• _TASK REQUIREMENTS_: Out of the lines below, please list those that hold the string "mpsc".

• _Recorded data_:

--- --- ---

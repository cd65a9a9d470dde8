//! MedicationRecord Store endpoints.

use axum::extract::rejection::{JsonRejection, PathRejection, QueryRejection};
use axum::extract::{Path, Query, State};
use axum::http::StatusCode;
use axum::Json;
use serde::{Deserialize, Serialize};
use uuid::Uuid;

use crate::api::error::ApiError;
use crate::api::types::ApiContext;
use crate::custody::CustodyVerification;
use crate::models::{CustodyRecord, Medication, NewMedication};

#[derive(Deserialize)]
pub struct MedListQuery {
    pub resident_id: Option<Uuid>,
    #[serde(default)]
    pub include_discontinued: bool,
}

/// `GET /api/medications`
pub async fn list(
    State(ctx): State<ApiContext>,
    query: Result<Query<MedListQuery>, QueryRejection>,
) -> Result<Json<Vec<Medication>>, ApiError> {
    let Query(query) = query?;
    let meds = ctx
        .run(move |state| {
            state.list_medications(query.resident_id.as_ref(), query.include_discontinued)
        })
        .await?;
    Ok(Json(meds))
}

/// `POST /api/medications`
pub async fn register(
    State(ctx): State<ApiContext>,
    body: Result<Json<NewMedication>, JsonRejection>,
) -> Result<(StatusCode, Json<Medication>), ApiError> {
    let Json(body) = body?;
    let med = ctx.run(move |state| state.register_medication(&body)).await?;
    Ok((StatusCode::CREATED, Json(med)))
}

#[derive(Serialize)]
pub struct CountResponse {
    pub medication_id: Uuid,
    pub current_count: i64,
}

/// `GET /api/medications/:id/count`
pub async fn count(
    State(ctx): State<ApiContext>,
    id: Result<Path<Uuid>, PathRejection>,
) -> Result<Json<CountResponse>, ApiError> {
    let Path(id) = id?;
    let current_count = ctx.run(move |state| state.get_current_count(&id)).await?;
    Ok(Json(CountResponse {
        medication_id: id,
        current_count,
    }))
}

#[derive(Deserialize)]
pub struct DiscontinueBody {
    pub staff_id: Uuid,
}

/// `POST /api/medications/:id/discontinue`
pub async fn discontinue(
    State(ctx): State<ApiContext>,
    id: Result<Path<Uuid>, PathRejection>,
    body: Result<Json<DiscontinueBody>, JsonRejection>,
) -> Result<Json<Medication>, ApiError> {
    let (Path(id), Json(body)) = (id?, body?);
    let med = ctx
        .run(move |state| state.discontinue_medication(&id, &body.staff_id))
        .await?;
    Ok(Json(med))
}

#[derive(Deserialize)]
pub struct ReactivateBody {
    pub staff_id: Uuid,
    pub restocked_count: i64,
}

/// `POST /api/medications/:id/reactivate`
pub async fn reactivate(
    State(ctx): State<ApiContext>,
    id: Result<Path<Uuid>, PathRejection>,
    body: Result<Json<ReactivateBody>, JsonRejection>,
) -> Result<Json<Medication>, ApiError> {
    let (Path(id), Json(body)) = (id?, body?);
    let med = ctx
        .run(move |state| state.reactivate_medication(&id, &body.staff_id, body.restocked_count))
        .await?;
    Ok(Json(med))
}

/// `GET /api/medications/:id/custody`
pub async fn custody(
    State(ctx): State<ApiContext>,
    id: Result<Path<Uuid>, PathRejection>,
) -> Result<Json<Vec<CustodyRecord>>, ApiError> {
    let Path(id) = id?;
    Ok(Json(ctx.run(move |state| state.custody_history(&id)).await?))
}

/// `GET /api/medications/:id/custody/verify`
pub async fn verify(
    State(ctx): State<ApiContext>,
    id: Result<Path<Uuid>, PathRejection>,
) -> Result<Json<CustodyVerification>, ApiError> {
    let Path(id) = id?;
    Ok(Json(ctx.run(move |state| state.verify_custody_chain(&id)).await?))
}
pub mod administration; // Administration Ledger
pub mod alerts; // Alert Generator
pub mod api; // HTTP + WebSocket surface
pub mod archive; // Archive Index
pub mod audit; // Audit Engine + Approval Gate
pub mod config;
pub mod core_state; // Transport-agnostic state
pub mod custody; // Hash-linked custody chain
pub mod db;
pub mod directory; // Resident / staff / program lookups
pub mod error;
pub mod events;
pub mod inventory; // MedicationRecord Store
pub mod models;

#[cfg(test)]
pub(crate) mod testing;

use std::sync::Arc;

use tracing_subscriber::EnvFilter;

use crate::config::ServerConfig;
use crate::core_state::CustodyState;

/// Install the global tracing subscriber. `RUST_LOG` overrides the default filter.
pub fn init_tracing() {
    tracing_subscriber::fmt()
        .with_env_filter(
            EnvFilter::try_from_default_env()
                .unwrap_or_else(|_| EnvFilter::new(config::default_log_filter())),
        )
        .init();
}

/// Open the ledger and serve the API until Ctrl-C.
pub async fn run(settings: ServerConfig) -> Result<(), Box<dyn std::error::Error + Send + Sync>> {
    tracing::info!("{} starting v{}", config::APP_NAME, config::APP_VERSION);
    tracing::info!(db = %settings.db_path.display(), "Opening custody ledger");

    let state = Arc::new(CustodyState::from_config(&settings)?);

    api::serve(state, settings.bind_addr, async {
        if let Err(e) = tokio::signal::ctrl_c().await {
            tracing::error!("Failed to listen for shutdown signal: {e}");
        }
        tracing::info!("Shutdown requested");
    })
    .await?;

    Ok(())
}
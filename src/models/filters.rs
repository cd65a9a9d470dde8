use chrono::NaiveDate;
use serde::Deserialize;
use uuid::Uuid;

use super::enums::{AuditStatus, Shift};

#[derive(Debug, Default, Clone, Deserialize)]
pub struct AdministrationFilter {
    pub date_from: Option<NaiveDate>,
    pub date_to: Option<NaiveDate>,
    pub shift: Option<Shift>,
    pub search: Option<String>,
    pub medication_id: Option<Uuid>,
    pub resident_id: Option<Uuid>,
}

#[derive(Debug, Default, Clone, Deserialize)]
pub struct AuditArchiveFilter {
    pub date_from: Option<NaiveDate>,
    pub date_to: Option<NaiveDate>,
    pub shift: Option<Shift>,
    /// Decided status to keep; `PendingReview` matches nothing.
    pub status: Option<AuditStatus>,
    pub search: Option<String>,
}
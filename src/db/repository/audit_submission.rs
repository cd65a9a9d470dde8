use std::str::FromStr;

use chrono::NaiveDateTime;
use rusqlite::{params, Connection, OptionalExtension};
use uuid::Uuid;

use super::{format_datetime, parse_date, parse_datetime, parse_time, parse_uuid, TIME_FORMAT};
use crate::db::DatabaseError;
use crate::models::enums::*;
use crate::models::*;

const SUBMISSION_COLUMNS: &str = "id, audit_date, audit_time, shift, submitted_by, notes, status,
     reviewed_by, review_notes, reviewed_at, created_at";

/// Persist a new submission in `pending_review` with its ordered entries.
pub fn insert_audit_submission(
    conn: &Connection,
    input: &NewAuditSubmission,
    entries: &[AuditCountEntry],
    created_at: &NaiveDateTime,
) -> Result<i64, DatabaseError> {
    conn.execute(
        "INSERT INTO audit_submissions (audit_date, audit_time, shift, submitted_by, notes,
         status, created_at)
         VALUES (?1, ?2, ?3, ?4, ?5, ?6, ?7)",
        params![
            input.audit_date.to_string(),
            input.audit_time.format(TIME_FORMAT).to_string(),
            input.shift.as_str(),
            input.submitted_by.to_string(),
            input.notes,
            AuditStatus::PendingReview.as_str(),
            format_datetime(created_at),
        ],
    )?;
    let audit_id = conn.last_insert_rowid();

    let mut stmt = conn.prepare(
        "INSERT INTO audit_entries (audit_id, position, medication_id, resident_id,
         previous_count, current_count, notes)
         VALUES (?1, ?2, ?3, ?4, ?5, ?6, ?7)",
    )?;
    for (position, entry) in entries.iter().enumerate() {
        stmt.execute(params![
            audit_id,
            position as i64,
            entry.medication_id.to_string(),
            entry.resident_id.to_string(),
            entry.previous_count,
            entry.current_count,
            entry.notes,
        ])?;
    }

    Ok(audit_id)
}

pub fn get_audit_submission(
    conn: &Connection,
    id: i64,
) -> Result<Option<AuditSubmission>, DatabaseError> {
    let row = conn
        .query_row(
            &format!("SELECT {SUBMISSION_COLUMNS} FROM audit_submissions WHERE id = ?1"),
            params![id],
            submission_row_from_rusqlite,
        )
        .optional()?;

    match row {
        Some(row) => Ok(Some(submission_from_row(conn, row)?)),
        None => Ok(None),
    }
}

/// Move a submission out of `pending_review`.
///
/// Single conditional UPDATE: returns `false` when the row was not pending
/// (already decided, or unknown), in which case nothing was written.
pub fn mark_audit_decided(
    conn: &Connection,
    id: i64,
    outcome: &AuditStatus,
    reviewed_by: &Uuid,
    review_notes: Option<&str>,
    reviewed_at: &NaiveDateTime,
) -> Result<bool, DatabaseError> {
    let updated = conn.execute(
        "UPDATE audit_submissions
         SET status = ?1, reviewed_by = ?2, review_notes = ?3, reviewed_at = ?4
         WHERE id = ?5 AND status = 'pending_review'",
        params![
            outcome.as_str(),
            reviewed_by.to_string(),
            review_notes,
            format_datetime(reviewed_at),
            id,
        ],
    )?;
    Ok(updated == 1)
}

/// All submissions awaiting review, oldest first.
pub fn list_pending_audits(conn: &Connection) -> Result<Vec<AuditSubmission>, DatabaseError> {
    let mut stmt = conn.prepare(&format!(
        "SELECT {SUBMISSION_COLUMNS} FROM audit_submissions
         WHERE status = 'pending_review'
         ORDER BY created_at ASC, id ASC"
    ))?;
    let rows = stmt
        .query_map([], submission_row_from_rusqlite)?
        .collect::<Result<Vec<_>, _>>()?;

    rows.into_iter()
        .map(|row| submission_from_row(conn, row))
        .collect()
}

/// Decided submissions matching the structured part of `filter`, newest audit first.
pub fn list_decided_audits(
    conn: &Connection,
    filter: &AuditArchiveFilter,
) -> Result<Vec<AuditSubmission>, DatabaseError> {
    let mut sql = format!(
        "SELECT {SUBMISSION_COLUMNS} FROM audit_submissions WHERE status != 'pending_review'"
    );
    let mut params_vec: Vec<Box<dyn rusqlite::types::ToSql>> = Vec::new();
    let mut param_idx = 1;

    if let Some(from) = &filter.date_from {
        sql.push_str(&format!(" AND audit_date >= ?{param_idx}"));
        params_vec.push(Box::new(from.to_string()));
        param_idx += 1;
    }

    if let Some(to) = &filter.date_to {
        sql.push_str(&format!(" AND audit_date <= ?{param_idx}"));
        params_vec.push(Box::new(to.to_string()));
        param_idx += 1;
    }

    if let Some(shift) = &filter.shift {
        sql.push_str(&format!(" AND shift = ?{param_idx}"));
        params_vec.push(Box::new(shift.as_str()));
        param_idx += 1;
    }

    if let Some(status) = &filter.status {
        sql.push_str(&format!(" AND status = ?{param_idx}"));
        params_vec.push(Box::new(status.as_str()));
    }

    sql.push_str(" ORDER BY audit_date DESC, audit_time DESC, id DESC");

    let mut stmt = conn.prepare(&sql)?;
    let param_refs: Vec<&dyn rusqlite::types::ToSql> =
        params_vec.iter().map(|p| p.as_ref()).collect();
    let rows = stmt
        .query_map(param_refs.as_slice(), submission_row_from_rusqlite)?
        .collect::<Result<Vec<_>, _>>()?;

    rows.into_iter()
        .map(|row| submission_from_row(conn, row))
        .collect()
}

fn get_audit_entries(conn: &Connection, audit_id: i64) -> Result<Vec<AuditCountEntry>, DatabaseError> {
    let mut stmt = conn.prepare(
        "SELECT medication_id, resident_id, previous_count, current_count, notes
         FROM audit_entries WHERE audit_id = ?1 ORDER BY position",
    )?;

    let rows = stmt.query_map(params![audit_id], |row| {
        Ok((
            row.get::<_, String>(0)?,
            row.get::<_, String>(1)?,
            row.get::<_, i64>(2)?,
            row.get::<_, i64>(3)?,
            row.get::<_, Option<String>>(4)?,
        ))
    })?;

    let mut entries = Vec::new();
    for row in rows {
        let (medication_id, resident_id, previous_count, current_count, notes) = row?;
        entries.push(AuditCountEntry::new(
            parse_uuid(&medication_id)?,
            parse_uuid(&resident_id)?,
            previous_count,
            current_count,
            notes,
        ));
    }
    Ok(entries)
}

// Internal row type for AuditSubmission mapping
struct SubmissionRow {
    id: i64,
    audit_date: String,
    audit_time: String,
    shift: String,
    submitted_by: String,
    notes: Option<String>,
    status: String,
    reviewed_by: Option<String>,
    review_notes: Option<String>,
    reviewed_at: Option<String>,
    created_at: String,
}

fn submission_row_from_rusqlite(row: &rusqlite::Row<'_>) -> Result<SubmissionRow, rusqlite::Error> {
    Ok(SubmissionRow {
        id: row.get(0)?,
        audit_date: row.get(1)?,
        audit_time: row.get(2)?,
        shift: row.get(3)?,
        submitted_by: row.get(4)?,
        notes: row.get(5)?,
        status: row.get(6)?,
        reviewed_by: row.get(7)?,
        review_notes: row.get(8)?,
        reviewed_at: row.get(9)?,
        created_at: row.get(10)?,
    })
}

fn submission_from_row(conn: &Connection, row: SubmissionRow) -> Result<AuditSubmission, DatabaseError> {
    Ok(AuditSubmission {
        id: row.id,
        audit_date: parse_date(&row.audit_date)?,
        audit_time: parse_time(&row.audit_time)?,
        shift: Shift::from_str(&row.shift)?,
        submitted_by: parse_uuid(&row.submitted_by)?,
        notes: row.notes,
        status: AuditStatus::from_str(&row.status)?,
        reviewed_by: row.reviewed_by.as_deref().map(parse_uuid).transpose()?,
        review_notes: row.review_notes,
        reviewed_at: row.reviewed_at.as_deref().map(parse_datetime).transpose()?,
        created_at: parse_datetime(&row.created_at)?,
        entries: get_audit_entries(conn, row.id)?,
    })
}
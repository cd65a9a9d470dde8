//! WebSocket feed of committed ledger events.
//!
//! Connection lifecycle:
//! 1. Observer opens `GET /ws/events`
//! 2. Server sends `welcome`, then one frame per committed event
//! 3. Heartbeat every 30s; 3 unanswered heartbeats = disconnect
//!
//! The feed is push-only. Observers that fall behind the broadcast buffer
//! receive a `lagged` frame with the number of skipped events.

use std::time::Duration;

use axum::extract::ws::{Message, WebSocket, WebSocketUpgrade};
use axum::extract::State;
use axum::response::IntoResponse;
use futures_util::{SinkExt, StreamExt};
use serde::Serialize;
use tokio::sync::{broadcast, mpsc};

use crate::api::types::ApiContext;
use crate::events::CustodyEvent;

/// Heartbeat interval: server sends a heartbeat frame every 30 seconds.
const HEARTBEAT_INTERVAL: Duration = Duration::from_secs(30);

/// Disconnect after this many heartbeats without a reply (3 × 30s = 90s).
const MAX_MISSED_HEARTBEATS: u32 = 3;

/// Frames sent to observers.
#[derive(Debug, Clone, Serialize)]
#[serde(tag = "type", rename_all = "snake_case")]
pub enum WsOutgoing {
    Welcome { version: &'static str },
    Event { event: CustodyEvent },
    Lagged { skipped: u64 },
    Heartbeat { server_time: String },
}

/// `GET /ws/events`
pub async fn ws_upgrade(ws: WebSocketUpgrade, State(ctx): State<ApiContext>) -> impl IntoResponse {
    // Subscribe before the upgrade completes so no event committed after
    // this request is missed.
    let events = ctx.state.subscribe();
    ws.on_upgrade(move |socket| handle_ws(socket, events))
}

async fn handle_ws(socket: WebSocket, mut events: broadcast::Receiver<CustodyEvent>) {
    let (ws_sink, mut ws_stream) = socket.split();
    let (tx, rx) = mpsc::channel::<WsOutgoing>(64);

    // Sender task: channel → WebSocket
    let sender_handle = tokio::spawn(async move {
        let mut sink = ws_sink;
        let mut rx = rx;
        while let Some(msg) = rx.recv().await {
            let json = match serde_json::to_string(&msg) {
                Ok(j) => j,
                Err(e) => {
                    tracing::warn!(error = %e, "Dropping unserializable frame");
                    continue;
                }
            };
            if sink.send(Message::Text(json)).await.is_err() {
                break;
            }
        }
        let _ = sink.close().await;
    });

    let _ = tx
        .send(WsOutgoing::Welcome {
            version: crate::config::APP_VERSION,
        })
        .await;
    tracing::info!("Event observer connected");

    let mut missed_heartbeats = 0u32;
    let mut heartbeat = tokio::time::interval(HEARTBEAT_INTERVAL);
    heartbeat.tick().await; // Consume initial immediate tick

    loop {
        tokio::select! {
            event = events.recv() => {
                let frame = match event {
                    Ok(event) => WsOutgoing::Event { event },
                    Err(broadcast::error::RecvError::Lagged(skipped)) => {
                        tracing::warn!(skipped, "Event observer lagged");
                        WsOutgoing::Lagged { skipped }
                    }
                    Err(broadcast::error::RecvError::Closed) => break,
                };
                if tx.send(frame).await.is_err() {
                    break;
                }
            }
            msg = ws_stream.next() => {
                match msg {
                    Some(Ok(Message::Text(_))) | Some(Ok(Message::Pong(_))) => {
                        missed_heartbeats = 0;
                    }
                    Some(Ok(Message::Close(_))) | None => break,
                    Some(Err(_)) => break,
                    _ => {}
                }
            }
            _ = heartbeat.tick() => {
                if missed_heartbeats >= MAX_MISSED_HEARTBEATS {
                    tracing::info!("{MAX_MISSED_HEARTBEATS} missed heartbeats, disconnecting");
                    break;
                }
                missed_heartbeats += 1;
                let _ = tx.send(WsOutgoing::Heartbeat {
                    server_time: chrono::Utc::now().to_rfc3339(),
                }).await;
            }
        }
    }

    drop(tx);
    let _ = sender_handle.await;
    tracing::info!("Event observer disconnected");
}
//! API middleware stack.

pub mod access;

--- --- ---

• _REPLY TO THE EXERCISE_:
use tokio::sync::{broadcast, mpsc};
    let (tx, rx) = mpsc::channel::<WsOutgoing>(64);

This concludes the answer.